How to Use Scala UDF and UDAF in PySpark

Spark DataFrame API provides efficient and easy-to-use operations to do analysis on distributed collection of data. Many users love the Pyspark API, which is more usable than scala API. Sometimes when we use UDF in pyspark, the performance will be a problem. How about implementing these UDF in scala, and call them in pyspark? BTW, in spark 2.0, UDAF can only be defined in scala, and how to use it in pyspark?
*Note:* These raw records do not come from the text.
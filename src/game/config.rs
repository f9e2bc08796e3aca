use serde::{Deserialize, Serialize};
use std::fmt;
use std::path::{Path, PathBuf};
use std::str::FromStr;
use std::time::Duration;
use thiserror::Error;

/// Smallest grid edge the obstacle layouts are defined for
pub const MIN_GRID_SIZE: usize = 5;

/// Preset bundle of tick interval and obstacle layout, fixed for a whole game
#[derive(Debug, Clone, Copy, PartialEq, Eq, Hash, Default, Serialize, Deserialize)]
#[serde(rename_all = "lowercase")]
pub enum Difficulty {
    /// Slow ticks, open field
    #[default]
    Easy,
    /// Medium ticks, a handful of random obstacles
    Normal,
    /// Fast ticks, striped maze
    Hard,
}

impl Difficulty {
    pub const ALL: [Difficulty; 3] = [Difficulty::Easy, Difficulty::Normal, Difficulty::Hard];

    /// Time between two simulation ticks
    pub fn tick_interval(&self) -> Duration {
        match self {
            Self::Easy => Duration::from_millis(220),
            Self::Normal => Duration::from_millis(150),
            Self::Hard => Duration::from_millis(100),
        }
    }

    pub fn as_str(&self) -> &'static str {
        match self {
            Self::Easy => "Easy",
            Self::Normal => "Normal",
            Self::Hard => "Hard",
        }
    }

    /// Next preset, wrapping from Hard back to Easy
    pub fn next(&self) -> Difficulty {
        match self {
            Self::Easy => Self::Normal,
            Self::Normal => Self::Hard,
            Self::Hard => Self::Easy,
        }
    }

    /// Previous preset, wrapping from Easy back to Hard
    pub fn previous(&self) -> Difficulty {
        match self {
            Self::Easy => Self::Hard,
            Self::Normal => Self::Easy,
            Self::Hard => Self::Normal,
        }
    }
}

impl fmt::Display for Difficulty {
    fn fmt(&self, f: &mut fmt::Formatter<'_>) -> fmt::Result {
        f.write_str(self.as_str())
    }
}

impl FromStr for Difficulty {
    type Err = String;

    fn from_str(s: &str) -> Result<Self, Self::Err> {
        Self::ALL
            .into_iter()
            .find(|difficulty| difficulty.as_str().eq_ignore_ascii_case(s))
            .ok_or_else(|| format!("unknown difficulty '{s}', expected easy, normal or hard"))
    }
}

#[derive(Debug, Error)]
pub enum ConfigError {
    #[error("failed to read config file {path:?}")]
    Read {
        path: PathBuf,
        #[source]
        source: std::io::Error,
    },
    #[error("failed to parse config file {path:?}")]
    Parse {
        path: PathBuf,
        #[source]
        source: serde_json::Error,
    },
    #[error("invalid config: {0}")]
    Invalid(String),
}

/// Configuration for the game
#[derive(Debug, Clone, PartialEq, Serialize, Deserialize)]
#[serde(default)]
pub struct GameConfig {
    /// Width of the game grid
    pub grid_width: usize,
    /// Height of the game grid
    pub grid_height: usize,
    /// Ticks a bonus stays on the board if uncollected
    pub bonus_lifetime: u32,
    /// A bonus spawns every time this many foods have been eaten
    pub bonus_every: u32,
    /// Points for ordinary food
    pub food_score: u32,
    /// Points for bonus food
    pub bonus_score: u32,
    /// Number of random obstacles placed on Normal
    pub random_obstacles: usize,
}

impl Default for GameConfig {
    fn default() -> Self {
        Self {
            grid_width: 25,
            grid_height: 20,
            bonus_lifetime: 50,
            bonus_every: 3,
            food_score: 1,
            bonus_score: 5,
            random_obstacles: 6,
        }
    }
}

impl GameConfig {
    /// Create a new configuration with custom grid size
    pub fn new(width: usize, height: usize) -> Self {
        Self {
            grid_width: width,
            grid_height: height,
            ..Default::default()
        }
    }

    /// Create a small grid for testing
    pub fn small() -> Self {
        Self::new(10, 10)
    }

    /// Load a configuration from a JSON file. Missing fields take their defaults.
    pub fn load(path: &Path) -> Result<Self, ConfigError> {
        let text = std::fs::read_to_string(path).map_err(|source| ConfigError::Read {
            path: path.to_path_buf(),
            source,
        })?;
        let config: GameConfig =
            serde_json::from_str(&text).map_err(|source| ConfigError::Parse {
                path: path.to_path_buf(),
                source,
            })?;
        config.validate()?;
        Ok(config)
    }

    /// Check that the parameters describe a playable board
    pub fn validate(&self) -> Result<(), ConfigError> {
        if self.grid_width < MIN_GRID_SIZE || self.grid_height < MIN_GRID_SIZE {
            return Err(ConfigError::Invalid(format!(
                "grid must be at least {MIN_GRID_SIZE}x{MIN_GRID_SIZE}, got {}x{}",
                self.grid_width, self.grid_height
            )));
        }

        if self.grid_width > i32::MAX as usize || self.grid_height > i32::MAX as usize {
            return Err(ConfigError::Invalid("grid dimensions are too large".to_string()));
        }

        if self.bonus_lifetime == 0 {
            return Err(ConfigError::Invalid(
                "bonus_lifetime must be at least 1".to_string(),
            ));
        }

        if self.bonus_every == 0 {
            return Err(ConfigError::Invalid(
                "bonus_every must be at least 1".to_string(),
            ));
        }

        // Interior cells minus the snake's starting cell; food and bonus need room.
        let interior = (self.grid_width - 2) * (self.grid_height - 2) - 1;
        if self.random_obstacles + 2 > interior {
            return Err(ConfigError::Invalid(format!(
                "random_obstacles ({}) leaves no room on a {}x{} grid",
                self.random_obstacles, self.grid_width, self.grid_height
            )));
        }

        Ok(())
    }
}
//! # API Configuration Module
//!
//! This module handles loading and managing configuration for the Classbook
//! API server. It retrieves configuration values from environment variables
//! and provides defaults where appropriate.
//!
//! ## Environment Variables
//!
//! The following environment variables are used:
//!
//! - `API_HOST`: The host address to bind the server to (default: "0.0.0.0")
//! - `API_PORT`: The port to listen on (default: 3000)
//! - `DATABASE_URL`: PostgreSQL connection string (required)
//! - `LOG_LEVEL`: Logging level (default: "info")
//! - `API_CORS_ORIGINS`: Comma-separated list of allowed CORS origins
//! - `API_REQUEST_TIMEOUT_SECONDS`: HTTP request timeout (default: 30)
//! - `BOOKING_MAX_ATTEMPTS`: Retries for transient store conflicts (default: 4)
//! - `BOOKING_OP_TIMEOUT_MS`: Per-attempt timeout for coordinator operations (default: 5000)

use std::time::Duration;

use classbook_db::coordinator::RetryPolicy;
use eyre::{Result, WrapErr};
use std::env;
use tracing::Level;

/// Configuration for the Classbook API server
#[derive(Debug, Clone)]
pub struct ApiConfig {
    /// Host address for the API server (e.g., "127.0.0.1", "0.0.0.0")
    pub host: String,

    /// Port for the API server to listen on
    pub port: u16,

    /// PostgreSQL database connection string
    pub database_url: String,

    /// Log level for the application
    pub log_level: Level,

    /// CORS allowed origins (optional)
    pub cors_origins: Option<Vec<String>>,

    /// Request timeout in seconds
    pub request_timeout: u64,

    /// Attempts before a transient store conflict surfaces to the caller
    pub booking_max_attempts: u32,

    /// Per-attempt timeout for coordinator operations, in milliseconds
    pub booking_op_timeout_ms: u64,
}

impl ApiConfig {
    /// Creates a new ApiConfig from environment variables
    ///
    /// This function loads configuration values from environment variables,
    /// providing sensible defaults where possible. Some values like DATABASE_URL
    /// are required and will cause an error if not set.
    ///
    /// # Errors
    ///
    /// This function will return an error if:
    /// - The DATABASE_URL environment variable is not set
    /// - The API_PORT value cannot be parsed as a u16
    pub fn from_env() -> Result<Self> {
        // Network settings
        let host = env::var("API_HOST").unwrap_or_else(|_| "0.0.0.0".to_string());
        let port = env::var("API_PORT")
            .unwrap_or_else(|_| "3000".to_string())
            .parse()
            .wrap_err("Invalid API_PORT value")?;

        // Database settings
        let database_url = env::var("DATABASE_URL")
            .wrap_err("DATABASE_URL environment variable must be set")?;

        // Logging settings
        let log_level = match env::var("LOG_LEVEL").unwrap_or_else(|_| "info".to_string()).as_str() {
            "trace" => Level::TRACE,
            "debug" => Level::DEBUG,
            "info" => Level::INFO,
            "warn" => Level::WARN,
            "error" => Level::ERROR,
            _ => Level::INFO,
        };

        // CORS settings
        let cors_origins = env::var("API_CORS_ORIGINS").ok().map(|origins| {
            origins.split(',').map(|s| s.trim().to_string()).collect()
        });

        // Performance settings
        let request_timeout = env::var("API_REQUEST_TIMEOUT_SECONDS")
            .unwrap_or_else(|_| "30".to_string())
            .parse()
            .unwrap_or(30);

        // Booking coordinator settings
        let booking_max_attempts = env::var("BOOKING_MAX_ATTEMPTS")
            .unwrap_or_else(|_| "4".to_string())
            .parse()
            .unwrap_or(4);
        let booking_op_timeout_ms = env::var("BOOKING_OP_TIMEOUT_MS")
            .unwrap_or_else(|_| "5000".to_string())
            .parse()
            .unwrap_or(5000);

        Ok(Self {
            host,
            port,
            database_url,
            log_level,
            cors_origins,
            request_timeout,
            booking_max_attempts,
            booking_op_timeout_ms,
        })
    }

    /// Returns the server address as a string
    pub fn server_addr(&self) -> String {
        format!("{}:{}", self.host, self.port)
    }

    /// Builds the retry envelope applied to coordinator operations
    pub fn retry_policy(&self) -> RetryPolicy {
        RetryPolicy {
            max_attempts: self.booking_max_attempts,
            op_timeout: Duration::from_millis(self.booking_op_timeout_ms),
            ..RetryPolicy::default()
        }
    }
}
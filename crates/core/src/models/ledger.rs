use chrono::{DateTime, Utc};
use serde::{Deserialize, Serialize};
use uuid::Uuid;

/// Category of a credit ledger entry.
#[derive(Debug, Clone, Copy, Serialize, Deserialize, PartialEq, Eq)]
#[serde(rename_all = "lowercase")]
pub enum TxCategory {
    /// Student purchased credits
    Topup,
    /// Debit charged when a class is booked
    Booking,
    /// Payout to the coach when a class finishes
    Completion,
    /// Compensating credit when a booking is cancelled
    Refund,
}

impl TxCategory {
    pub fn as_str(&self) -> &'static str {
        match self {
            TxCategory::Topup => "topup",
            TxCategory::Booking => "booking",
            TxCategory::Completion => "completion",
            TxCategory::Refund => "refund",
        }
    }

    pub fn from_str(s: &str) -> Option<Self> {
        match s {
            "topup" => Some(TxCategory::Topup),
            "booking" => Some(TxCategory::Booking),
            "completion" => Some(TxCategory::Completion),
            "refund" => Some(TxCategory::Refund),
            _ => None,
        }
    }
}

/// A single append-only ledger entry.
///
/// The ledger is the source of truth for balances: for every user the sum
/// of entry amounts equals the cached account balance.
#[derive(Debug, Clone, Serialize, Deserialize)]
pub struct CreditTransaction {
    pub id: Uuid,
    pub user_id: Uuid,
    /// Signed amount: positive credits the account, negative debits it
    pub amount: i64,
    pub category: String,
    pub related_slot_id: Option<Uuid>,
    pub created_at: DateTime<Utc>,
}

#[derive(Debug, Clone, Serialize, Deserialize)]
pub struct TopUpRequest {
    pub user_id: Uuid,
    pub amount: i64,
}

#[derive(Debug, Clone, Serialize, Deserialize)]
pub struct TopUpResponse {
    pub user_id: Uuid,
    pub amount: i64,
    /// Balance after the top-up
    pub balance: i64,
    pub transaction_id: Uuid,
}

#[derive(Debug, Clone, Serialize, Deserialize)]
pub struct BalanceResponse {
    pub user_id: Uuid,
    pub balance: i64,
}

#[derive(Debug, Clone, Serialize, Deserialize)]
pub struct HistoryResponse {
    pub user_id: Uuid,
    /// Newest-first
    pub transactions: Vec<CreditTransaction>,
}
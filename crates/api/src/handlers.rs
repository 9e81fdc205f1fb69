/// Booking, settlement, and top-up handlers
pub mod booking;
/// Class slot CRUD and listing handlers
pub mod catalog;
/// Read-side balance, history, and summary handlers
pub mod reports;

use classbook_core::models::slot::{ClassSlot, ClassSlotResponse};
use classbook_db::models::DbClassSlot;

pub(crate) fn slot_response(row: DbClassSlot) -> ClassSlotResponse {
    ClassSlot::from(row).into()
}
#[tokio::test]
async fn test_cancel_booking_forbidden_for_stranger() {
    let mut ctx = TestContext::new();
    let coach = Uuid::new_v4();
    let student = Uuid::new_v4();
    let stranger = Uuid::new_v4();
    let slot = sample_slot(coach, 30, SlotStatus::Booked, Some(student));
    let slot_id = slot.id;

    ctx.catalog_repo
        .expect_get_class_slot()
        .with(predicate::eq(slot_id))
        .returning(move |_| Ok(Some(slot.clone())));

    let result = test_cancel_booking_wrapper(&mut ctx, slot_id, stranger).await;

    assert!(matches!(
        result,
        Err(AppError(BookingError::Forbidden(_)))
    ));
}

#[tokio::test]
async fn test_top_up_rejects_non_positive_amounts() {
    for amount in [0, -5] {
        let mut ctx = TestContext::new();
        // No ledger expectations: validation happens before any write.
        let result = test_top_up_wrapper(&mut ctx, Uuid::new_v4(), amount).await;

        assert!(matches!(
            result,
            Err(AppError(BookingError::InvalidAmount(_)))
        ));
    }
}

#[tokio::test]
async fn test_top_up_appends_and_reports_new_balance() {
    let mut ctx = TestContext::new();
    let student = Uuid::new_v4();

    ctx.ledger_repo
        .expect_get_balance()
        .with(predicate::eq(student))
        .returning(|_| Ok(20));
    ctx.ledger_repo
        .expect_append_transaction()
        .withf(move |user, amount, category, related| {
            *user == student && *amount == 30 && category == "topup" && related.is_none()
        })
        .times(1)
        .returning(|user, amount, category, related| {
            Ok(sample_transaction(user, amount, category, related))
        });

    let response = test_top_up_wrapper(&mut ctx, student, 30)
        .await
        .expect("top-up should succeed")
        .0;

    assert_eq!(response.amount, 30);
    assert_eq!(response.balance, 50);
}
Let’s have a try~

Use Scala UDF in PySpark

1. define scala udf

Suppose we want to calculate string length, lets define it in scala UDF.

import org.apache.spark.sql.expressions.UserDefinedFunction
import org.apache.spark.sql.functions._
 
object StringLength {
  def getStringLength(s: String) = s.length
  def getFun(): UserDefinedFunction = udf(getStringLength _)
}

2. use udf in python

#!/usr/bin/env python
# -*- coding: utf-8 -*-
from pyspark.sql import SparkSession
from pyspark.sql.column import Column
from pyspark.sql.column import _to_java_column
from pyspark.sql.column import _to_seq
from pyspark.sql.functions import col
 
spark = SparkSession.builder.appName("scala_udf_test").getOrCreate()
sc = spark.sparkContext
 
def string_length(col):
    _string_length = sc._jvm.com.learning.StringLength.getFun()
    return Column(_string_length.apply(_to_seq(sc, [col], _to_java_column)))
 
def process():
    rows = [
        ("k1", "aaa"),
        ("k2", "dd"),
        ("k3", "cc"),
        ("k4", "eee"),
    ]
    df = spark.createDataFrame(rows, ['key', 'value'])
    df.show(50)
    df.select(col("key"), string_length(col("value"))).show()
 
if __name__ == "__main__":
    process()

3. submit the app

compile the scala code and submit python files with –jars

1	./bin/spark-submit --jars testing/learning-1.0.0-SNAPSHOT.jar udf_test.py

the output would be:

key	value
k1	3
k2	2
k3	2
k4	3

4. performance analysis

let’s explain the scala UDF in Python
scala udf physical plan
the Project Plan is Scala UDF

and if we implement Python UDF as follows:

1 2	py_slen = udf(lambda s: len(s), IntegerType()) df_with_python_udf = (df.select(col("key"), py_slen("value").alias("slen")).orderBy(col("slen").desc()))

the Python plan is:
python udf physical plan
the UDF plan is different, which is BatchEvalPython.
It can prove that when use scala UDF in python, the evaluation is in JVM and data will not exchange with Python worker. And the performance should be improved.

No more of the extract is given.